What you should do :: A single figure is wanted: the count of lines below containing the string "Some".

Source data ::
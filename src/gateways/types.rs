//! Gateway registry and connection profile types

use std::path::PathBuf;

use serde::{Deserialize, Serialize};

use crate::registry::RegistryEntry;

/// Where transaction data for a smart contract on a channel is kept
#[derive(Debug, Clone, PartialEq, Eq, Serialize, Deserialize)]
#[serde(rename_all = "camelCase")]
pub struct TransactionDataDirectory {
    pub chaincode_name: String,
    pub channel_name: String,
    pub transaction_data_path: PathBuf,
}

/// A gateway known to the registry, either stored directly or derived from an environment
#[derive(Debug, Clone, PartialEq, Eq, Serialize, Deserialize)]
#[serde(rename_all = "camelCase")]
pub struct GatewayRegistryEntry {
    pub name: String,
    #[serde(default)]
    pub connection_profile_path: PathBuf,
    #[serde(default)]
    pub associated_wallet: String,
    #[serde(default, skip_serializing_if = "Option::is_none")]
    pub display_name: Option<String>,
    /// Owning environment for derived entries
    #[serde(default, skip_serializing_if = "Option::is_none")]
    pub from_environment: Option<String>,
    #[serde(default, skip_serializing_if = "Option::is_none")]
    pub environment_group: Option<String>,
    #[serde(default, skip_serializing_if = "Vec::is_empty")]
    pub transaction_data_directories: Vec<TransactionDataDirectory>,
}

impl GatewayRegistryEntry {
    /// Entry for a gateway stored directly in the registry
    #[must_use]
    pub fn new(name: impl Into<String>, associated_wallet: impl Into<String>) -> Self {
        Self {
            name: name.into(),
            connection_profile_path: PathBuf::new(),
            associated_wallet: associated_wallet.into(),
            display_name: None,
            from_environment: None,
            environment_group: None,
            transaction_data_directories: Vec::new(),
        }
    }

    /// Entry derived from a connection profile owned by an environment
    #[must_use]
    pub fn derived(environment: &str, gateway: &Gateway) -> Self {
        Self {
            name: gateway.name.clone(),
            connection_profile_path: gateway.path.clone(),
            associated_wallet: gateway.wallet().unwrap_or_default().to_string(),
            display_name: Some(format!("{environment} - {}", gateway.name)),
            from_environment: Some(environment.to_string()),
            environment_group: Some(environment.to_string()),
            transaction_data_directories: Vec::new(),
        }
    }

    /// Display name, falling back to the name
    #[must_use]
    pub fn label(&self) -> &str {
        self.display_name.as_deref().unwrap_or(&self.name)
    }
}

impl RegistryEntry for GatewayRegistryEntry {
    fn name(&self) -> &str {
        &self.name
    }
}

/// A connection profile and where it is stored
#[derive(Debug, Clone, PartialEq, Serialize, Deserialize)]
#[serde(rename_all = "camelCase")]
pub struct Gateway {
    pub name: String,
    pub path: PathBuf,
    pub connection_profile: serde_json::Value,
}

impl Gateway {
    /// Wallet named by the profile, if any
    #[must_use]
    pub fn wallet(&self) -> Option<&str> {
        self.connection_profile
            .get("wallet")
            .and_then(serde_json::Value::as_str)
    }
}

Written solution :: 3